Vail events plug into solar power on the go
August 23, 2013
VAIL — Whether it's a soundstage at a concert or a Christmas tree lighting, Vail's Volts Wagon has got it covered.
The custom built, portable solar-panel trailer makes a unique addition to Vail's quiver of environmentally friendly initiatives and allows event organizers to plug into renewable energy anywhere within the town. Moveable solar panel units, which operate like solar-run generators, are commonly used at construction sites or at private homes, but Vail is among a growing number of municipalities choosing to get on the grid — and help the community do so as well. The idea was inspired by Aspen's Sunny the Solar Roller, a similar solar trailer.
The Volts Wagon, designed by Minturn-based Active Energies Solar, consists of two 4-foot by 6-foot solar panels that collect energy from the sun. That energy is stored in large batteries inside the trailer, and the trailer can then be transported by any vehicle with a hitch. The Volts Wagon will be available for use at any Vail event free of charge.
When the sun is shining, the Volts Wagon will provide 500 watts of power consistently. When the sun is not shining, the Wagon's four 224-amp, 6-volt batteries can provide 4,000 watts of power up to 14 hours, depending on how much power is needed. As Vail's Environmental Sustainability coordinator Kristen Bertuglia said, it isn't a large amount of energy, but it's enough to power something such as a small set of speakers for the Vail Jazz Festival's weekly performances, or to hold a holiday tree lighting using the town's LED lights. In full sun, the Wagon will power the equivalent of smaller band speakers, several laptop computers, audio/MC equipment, coffee makers and other small appliances all day long. When the trailer isn't in use at an event, it's plugged into the town's municipal building, offsetting the town's grid use.
"It could power a small soundstage system for a few hours," said Jason Weingast, of Active Energies Solar. "It's a great alternative to using a generator."
The Volts Wagon cost about $10,000 and was purchased with the help of sponsors Active Energies, Antlers at Vail, Highline and First Bank.
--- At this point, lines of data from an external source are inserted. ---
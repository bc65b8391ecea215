// This code is part of paulidecomp.
//
// (C) Copyright the paulidecomp developers 2026
//
// This code is licensed under the Apache License, Version 2.0. You may
// obtain a copy of this license in the LICENSE.txt file in the root directory
// of this source tree or at http://www.apache.org/licenses/LICENSE-2.0.
//
// Any modifications or derivative works of this code must retain this
// copyright notice, and modified files need to carry a notice indicating
// that they have been altered from the originals.

use std::fmt;
use std::str::FromStr;

use ndarray::ArrayView2;
use num_complex::Complex64;
use tracing::debug;

use crate::{
    DecomposeError, check_labels, composed_sparse, direct_recurrence, recursive_split,
    select_labels, transform_reorder,
};

/// The interchangeable decomposition algorithms.  All of them produce identical coefficient
/// vectors (up to floating-point rounding) under the same label convention.
#[derive(Clone, Copy, Debug, Hash, PartialEq, Eq, PartialOrd, Ord)]
pub enum Method {
    /// Per-label Gray-code recurrence over the contributing matrix elements.
    DirectRecurrence,
    /// Per-label gather against the composed sparse Pauli matrix.
    ComposedSparse,
    /// One in-place butterfly transform over the whole matrix, then a Morton reordering.
    TransformReorder,
    /// Recursive quadrant splitting on the most significant qubit.
    RecursiveSplit,
}

impl Method {
    pub const ALL: [Method; 4] = [
        Method::DirectRecurrence,
        Method::ComposedSparse,
        Method::TransformReorder,
        Method::RecursiveSplit,
    ];

    /// The name used to refer to this method in results files and from Python space.
    pub fn name(&self) -> &'static str {
        match self {
            Self::DirectRecurrence => "direct_recurrence",
            Self::ComposedSparse => "composed_sparse",
            Self::TransformReorder => "transform_reorder",
            Self::RecursiveSplit => "recursive_split",
        }
    }

    /// Does this method evaluate a subset of labels for less than the cost of all of them?
    pub fn has_partial_mode(&self) -> bool {
        matches!(self, Self::DirectRecurrence | Self::ComposedSparse)
    }

    /// Compute all `4 ** num_qubits` coefficients of `operator`, indexed by label.
    pub fn decompose(
        &self,
        operator: ArrayView2<Complex64>,
    ) -> Result<Vec<Complex64>, DecomposeError> {
        debug!(
            method = self.name(),
            side = operator.nrows(),
            "full decomposition"
        );
        match self {
            Self::DirectRecurrence => direct_recurrence::decompose(operator),
            Self::ComposedSparse => composed_sparse::decompose(operator),
            Self::TransformReorder => transform_reorder::decompose(operator),
            Self::RecursiveSplit => recursive_split::decompose(operator),
        }
    }

    /// Compute the coefficients of `labels`, in order and with repeats.
    ///
    /// Methods without a partial mode compute the full decomposition and select from it.
    pub fn inner_products(
        &self,
        operator: ArrayView2<Complex64>,
        labels: &[usize],
    ) -> Result<Vec<Complex64>, DecomposeError> {
        debug!(
            method = self.name(),
            side = operator.nrows(),
            num_labels = labels.len(),
            "inner products"
        );
        match self {
            Self::DirectRecurrence => direct_recurrence::inner_products(operator, labels),
            Self::ComposedSparse => composed_sparse::inner_products(operator, labels),
            Self::TransformReorder => {
                check_labels(&operator, labels)?;
                Ok(select_labels(
                    &transform_reorder::decompose(operator)?,
                    labels,
                ))
            }
            Self::RecursiveSplit => recursive_split::inner_products(operator, labels),
        }
    }
}

impl fmt::Display for Method {
    fn fmt(&self, f: &mut fmt::Formatter<'_>) -> fmt::Result {
        f.write_str(self.name())
    }
}

impl FromStr for Method {
    type Err = DecomposeError;

    fn from_str(name: &str) -> Result<Self, Self::Err> {
        Self::ALL
            .into_iter()
            .find(|method| method.name() == name)
            .ok_or_else(|| DecomposeError::BadMethod(name.to_owned()))
    }
}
The Volts Wagon will offer yet another way for event promoters to meet the town's green standards. The Celebrate Green! program requires promoters to meet certain sustainability standards — say, recycling, nixing the use of Styrofoam and properly disposing of wastewater. Beyond that, event organizers can earn additional green points by using alternative fuel vehicles, composting, purchasing carbon credits and, of course, using the Volts Wagon.
"It's a program that started as a way to [be an] incentive [for] special events to go green," Bertuglia said. "The events that get the maximum number of points can receive the Celebrate Green! Award and get a refund of their permit fees."
Some promoters have incorporated some creatively green aspects in their events. The Vail Farmers' Market has a zero-waste program incorporating composting and recycling, while also using compostable utensils and dishes. There are even volunteers on hand at the event to help attendees properly dispose of their trash.
In some ways, the Volts Wagon is just as much a publicity measure as it is an energy-saving measure. Town officials hope that the trailer's presence at events will pique public interest in photovoltaic energy. The Wagon will travel to local schools, allowing students the opportunity to see how solar power works, up close and personal.
"It's such a great way to bring solar power off the roof. You can see it and touch it, and from an educational standpoint it's great. The goal is to get it into the community and get them interested in solar power," Bertuglia said.
There is a growing interest in photovoltaic power, said Weingast, of Active Energies. While the Volts Wagon was a special product built for the town, solar systems have been popping up around the valley.
"We've been doing this for seven years, and demand has gone up," he said. "Also, there are some good rebates and incentives available. In fact, solar is currently cheaper than power from the grid."